%%
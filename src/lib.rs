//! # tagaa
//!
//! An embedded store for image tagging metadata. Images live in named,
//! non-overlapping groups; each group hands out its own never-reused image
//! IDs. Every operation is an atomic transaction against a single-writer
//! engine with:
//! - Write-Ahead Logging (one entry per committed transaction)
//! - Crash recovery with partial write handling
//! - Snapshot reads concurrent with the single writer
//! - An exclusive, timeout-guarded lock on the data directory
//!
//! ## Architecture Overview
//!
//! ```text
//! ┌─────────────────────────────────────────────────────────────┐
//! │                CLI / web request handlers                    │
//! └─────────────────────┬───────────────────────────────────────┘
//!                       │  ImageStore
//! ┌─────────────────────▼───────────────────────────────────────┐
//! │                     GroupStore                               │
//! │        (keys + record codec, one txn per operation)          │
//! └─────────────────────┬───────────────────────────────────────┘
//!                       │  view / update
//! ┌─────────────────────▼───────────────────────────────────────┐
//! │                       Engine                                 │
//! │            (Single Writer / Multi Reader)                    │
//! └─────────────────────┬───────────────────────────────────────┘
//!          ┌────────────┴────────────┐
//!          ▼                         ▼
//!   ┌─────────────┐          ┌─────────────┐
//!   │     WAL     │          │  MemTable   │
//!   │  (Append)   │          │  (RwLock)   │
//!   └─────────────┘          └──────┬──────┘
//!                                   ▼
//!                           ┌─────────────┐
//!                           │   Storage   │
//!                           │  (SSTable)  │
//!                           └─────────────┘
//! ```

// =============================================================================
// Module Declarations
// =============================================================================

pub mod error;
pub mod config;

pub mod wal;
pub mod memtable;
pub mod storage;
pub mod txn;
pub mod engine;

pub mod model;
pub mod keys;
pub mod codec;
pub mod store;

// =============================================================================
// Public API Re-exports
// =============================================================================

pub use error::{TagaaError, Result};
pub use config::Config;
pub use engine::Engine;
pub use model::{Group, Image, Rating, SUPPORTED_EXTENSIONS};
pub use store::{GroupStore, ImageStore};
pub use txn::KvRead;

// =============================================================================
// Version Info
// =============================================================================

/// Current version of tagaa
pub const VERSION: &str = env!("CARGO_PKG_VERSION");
%%
%%
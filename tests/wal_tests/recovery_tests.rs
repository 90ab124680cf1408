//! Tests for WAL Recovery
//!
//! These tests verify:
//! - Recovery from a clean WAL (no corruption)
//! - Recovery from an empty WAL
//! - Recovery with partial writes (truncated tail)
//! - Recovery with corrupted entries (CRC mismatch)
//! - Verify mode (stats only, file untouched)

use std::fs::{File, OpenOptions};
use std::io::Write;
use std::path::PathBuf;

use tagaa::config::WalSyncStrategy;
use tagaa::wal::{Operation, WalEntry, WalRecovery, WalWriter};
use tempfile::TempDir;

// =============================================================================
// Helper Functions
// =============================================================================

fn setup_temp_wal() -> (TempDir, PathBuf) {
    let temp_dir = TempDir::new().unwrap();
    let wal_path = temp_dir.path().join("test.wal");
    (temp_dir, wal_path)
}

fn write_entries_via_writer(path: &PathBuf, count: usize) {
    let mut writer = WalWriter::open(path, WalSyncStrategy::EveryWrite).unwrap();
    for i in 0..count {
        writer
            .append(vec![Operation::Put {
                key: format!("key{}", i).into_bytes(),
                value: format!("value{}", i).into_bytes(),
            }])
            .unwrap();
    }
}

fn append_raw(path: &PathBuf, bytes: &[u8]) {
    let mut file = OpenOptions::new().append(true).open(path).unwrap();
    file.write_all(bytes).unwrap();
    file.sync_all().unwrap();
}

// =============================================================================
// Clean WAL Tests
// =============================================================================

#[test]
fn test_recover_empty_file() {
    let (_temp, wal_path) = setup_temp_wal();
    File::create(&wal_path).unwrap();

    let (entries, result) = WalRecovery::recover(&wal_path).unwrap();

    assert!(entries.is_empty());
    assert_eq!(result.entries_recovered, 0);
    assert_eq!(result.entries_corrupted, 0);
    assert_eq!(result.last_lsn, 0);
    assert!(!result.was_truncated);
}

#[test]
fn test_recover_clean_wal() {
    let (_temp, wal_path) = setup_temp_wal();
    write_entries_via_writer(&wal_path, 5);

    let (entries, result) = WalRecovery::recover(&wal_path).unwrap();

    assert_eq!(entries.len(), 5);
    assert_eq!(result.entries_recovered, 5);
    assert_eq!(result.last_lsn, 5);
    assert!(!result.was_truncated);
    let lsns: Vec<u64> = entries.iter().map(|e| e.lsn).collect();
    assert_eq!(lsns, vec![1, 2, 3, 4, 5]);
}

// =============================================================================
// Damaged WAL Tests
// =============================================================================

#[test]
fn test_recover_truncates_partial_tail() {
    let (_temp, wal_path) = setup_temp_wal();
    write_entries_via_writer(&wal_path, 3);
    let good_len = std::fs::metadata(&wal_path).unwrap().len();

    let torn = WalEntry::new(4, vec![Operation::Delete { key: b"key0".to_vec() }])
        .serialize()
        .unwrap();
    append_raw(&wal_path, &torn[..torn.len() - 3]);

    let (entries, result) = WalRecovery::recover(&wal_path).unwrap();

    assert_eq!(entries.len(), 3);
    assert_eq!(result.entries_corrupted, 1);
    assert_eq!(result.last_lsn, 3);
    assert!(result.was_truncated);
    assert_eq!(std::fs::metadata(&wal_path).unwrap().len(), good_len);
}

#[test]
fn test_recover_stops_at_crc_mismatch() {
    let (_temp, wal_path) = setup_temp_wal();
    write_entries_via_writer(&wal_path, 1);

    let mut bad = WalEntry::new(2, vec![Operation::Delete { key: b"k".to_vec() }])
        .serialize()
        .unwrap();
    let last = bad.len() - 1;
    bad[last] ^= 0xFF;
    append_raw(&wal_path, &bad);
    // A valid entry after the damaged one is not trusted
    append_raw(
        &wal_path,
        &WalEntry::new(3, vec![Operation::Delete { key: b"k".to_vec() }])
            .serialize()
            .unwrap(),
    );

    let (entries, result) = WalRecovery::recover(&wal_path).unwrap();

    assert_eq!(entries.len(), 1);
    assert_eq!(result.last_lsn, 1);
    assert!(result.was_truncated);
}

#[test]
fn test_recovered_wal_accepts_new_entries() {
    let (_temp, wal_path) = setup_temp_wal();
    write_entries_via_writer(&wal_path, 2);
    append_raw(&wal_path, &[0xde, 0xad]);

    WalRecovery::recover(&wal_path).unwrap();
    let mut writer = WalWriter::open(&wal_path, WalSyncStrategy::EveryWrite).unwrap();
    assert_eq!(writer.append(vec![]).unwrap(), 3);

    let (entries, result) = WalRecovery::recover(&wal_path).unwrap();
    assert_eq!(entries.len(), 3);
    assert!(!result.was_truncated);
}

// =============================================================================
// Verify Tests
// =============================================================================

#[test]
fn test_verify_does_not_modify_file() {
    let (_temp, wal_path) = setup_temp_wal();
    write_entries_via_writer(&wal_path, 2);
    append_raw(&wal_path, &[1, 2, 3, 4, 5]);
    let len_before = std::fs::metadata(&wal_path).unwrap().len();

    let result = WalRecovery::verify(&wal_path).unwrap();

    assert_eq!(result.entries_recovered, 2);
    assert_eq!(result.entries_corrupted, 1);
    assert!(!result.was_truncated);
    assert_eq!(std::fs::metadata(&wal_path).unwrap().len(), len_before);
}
%%
%%
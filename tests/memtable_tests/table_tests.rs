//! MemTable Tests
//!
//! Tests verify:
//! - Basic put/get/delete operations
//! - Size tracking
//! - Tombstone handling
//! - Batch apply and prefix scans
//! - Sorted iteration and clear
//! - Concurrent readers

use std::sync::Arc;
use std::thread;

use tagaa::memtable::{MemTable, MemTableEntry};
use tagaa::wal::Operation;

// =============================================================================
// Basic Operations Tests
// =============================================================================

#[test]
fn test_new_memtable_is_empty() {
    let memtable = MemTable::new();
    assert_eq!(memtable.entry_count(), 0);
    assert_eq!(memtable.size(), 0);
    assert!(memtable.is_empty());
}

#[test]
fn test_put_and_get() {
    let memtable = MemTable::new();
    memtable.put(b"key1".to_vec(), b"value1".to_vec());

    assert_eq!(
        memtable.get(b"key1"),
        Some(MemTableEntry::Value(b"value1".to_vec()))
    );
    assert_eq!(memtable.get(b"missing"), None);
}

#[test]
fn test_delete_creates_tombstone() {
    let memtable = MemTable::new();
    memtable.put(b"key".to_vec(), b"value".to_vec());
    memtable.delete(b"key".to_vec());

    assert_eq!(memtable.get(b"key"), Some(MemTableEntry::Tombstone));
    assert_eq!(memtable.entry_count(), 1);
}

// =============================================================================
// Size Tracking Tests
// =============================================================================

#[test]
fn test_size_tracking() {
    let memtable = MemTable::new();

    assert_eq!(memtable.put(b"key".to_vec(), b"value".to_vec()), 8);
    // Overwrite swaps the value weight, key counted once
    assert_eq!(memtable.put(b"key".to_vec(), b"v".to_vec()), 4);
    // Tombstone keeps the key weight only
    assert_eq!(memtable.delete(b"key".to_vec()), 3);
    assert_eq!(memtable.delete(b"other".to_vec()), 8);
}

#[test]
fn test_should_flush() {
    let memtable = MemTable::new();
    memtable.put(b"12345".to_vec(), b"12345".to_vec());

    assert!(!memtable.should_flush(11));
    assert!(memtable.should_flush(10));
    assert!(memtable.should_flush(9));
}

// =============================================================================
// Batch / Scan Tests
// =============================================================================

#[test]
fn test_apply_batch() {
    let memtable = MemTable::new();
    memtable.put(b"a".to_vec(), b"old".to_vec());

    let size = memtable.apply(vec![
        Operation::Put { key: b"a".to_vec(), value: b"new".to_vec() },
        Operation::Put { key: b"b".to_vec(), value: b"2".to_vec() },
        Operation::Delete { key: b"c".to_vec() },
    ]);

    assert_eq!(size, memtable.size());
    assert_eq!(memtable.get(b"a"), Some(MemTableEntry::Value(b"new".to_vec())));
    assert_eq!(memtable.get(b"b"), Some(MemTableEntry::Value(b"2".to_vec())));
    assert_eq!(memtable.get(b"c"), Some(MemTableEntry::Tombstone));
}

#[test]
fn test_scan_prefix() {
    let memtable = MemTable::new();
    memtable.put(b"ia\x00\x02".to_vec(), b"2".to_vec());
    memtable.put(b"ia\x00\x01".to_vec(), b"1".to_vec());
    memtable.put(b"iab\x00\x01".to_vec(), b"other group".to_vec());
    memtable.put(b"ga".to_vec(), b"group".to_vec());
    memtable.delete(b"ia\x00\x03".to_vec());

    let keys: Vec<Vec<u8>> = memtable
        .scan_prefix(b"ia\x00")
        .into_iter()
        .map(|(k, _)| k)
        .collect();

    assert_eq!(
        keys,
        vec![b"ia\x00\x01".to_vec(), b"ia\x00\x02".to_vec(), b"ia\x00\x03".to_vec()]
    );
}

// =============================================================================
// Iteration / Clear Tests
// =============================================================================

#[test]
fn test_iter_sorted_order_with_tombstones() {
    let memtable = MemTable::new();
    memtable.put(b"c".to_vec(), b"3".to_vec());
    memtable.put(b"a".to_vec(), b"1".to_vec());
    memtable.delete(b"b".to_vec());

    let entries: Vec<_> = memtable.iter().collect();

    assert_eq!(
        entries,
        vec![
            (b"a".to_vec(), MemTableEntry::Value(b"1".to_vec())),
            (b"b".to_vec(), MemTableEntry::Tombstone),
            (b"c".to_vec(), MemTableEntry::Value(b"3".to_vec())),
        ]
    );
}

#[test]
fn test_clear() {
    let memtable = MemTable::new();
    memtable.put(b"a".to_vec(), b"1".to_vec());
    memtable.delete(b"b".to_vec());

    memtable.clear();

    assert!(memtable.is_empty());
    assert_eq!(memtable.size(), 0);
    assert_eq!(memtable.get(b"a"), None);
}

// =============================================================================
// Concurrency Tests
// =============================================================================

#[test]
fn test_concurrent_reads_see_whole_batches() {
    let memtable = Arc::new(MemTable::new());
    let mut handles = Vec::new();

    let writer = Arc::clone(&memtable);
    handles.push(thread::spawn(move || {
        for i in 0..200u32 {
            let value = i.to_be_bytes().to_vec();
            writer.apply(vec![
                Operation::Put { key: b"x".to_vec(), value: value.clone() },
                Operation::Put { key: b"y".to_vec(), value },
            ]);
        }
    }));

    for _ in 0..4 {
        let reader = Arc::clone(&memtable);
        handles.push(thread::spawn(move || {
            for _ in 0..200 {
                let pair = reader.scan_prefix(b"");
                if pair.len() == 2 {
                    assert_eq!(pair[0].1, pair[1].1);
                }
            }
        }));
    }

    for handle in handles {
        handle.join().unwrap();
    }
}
%%
In the records above, find each line with the word "torn" and copy it out.

    let torn = WalEntry::new(4, vec![Operation::Delete { key: b"key0".to_vec() }])
    append_raw(&wal_path, &torn[..torn.len() - 3]);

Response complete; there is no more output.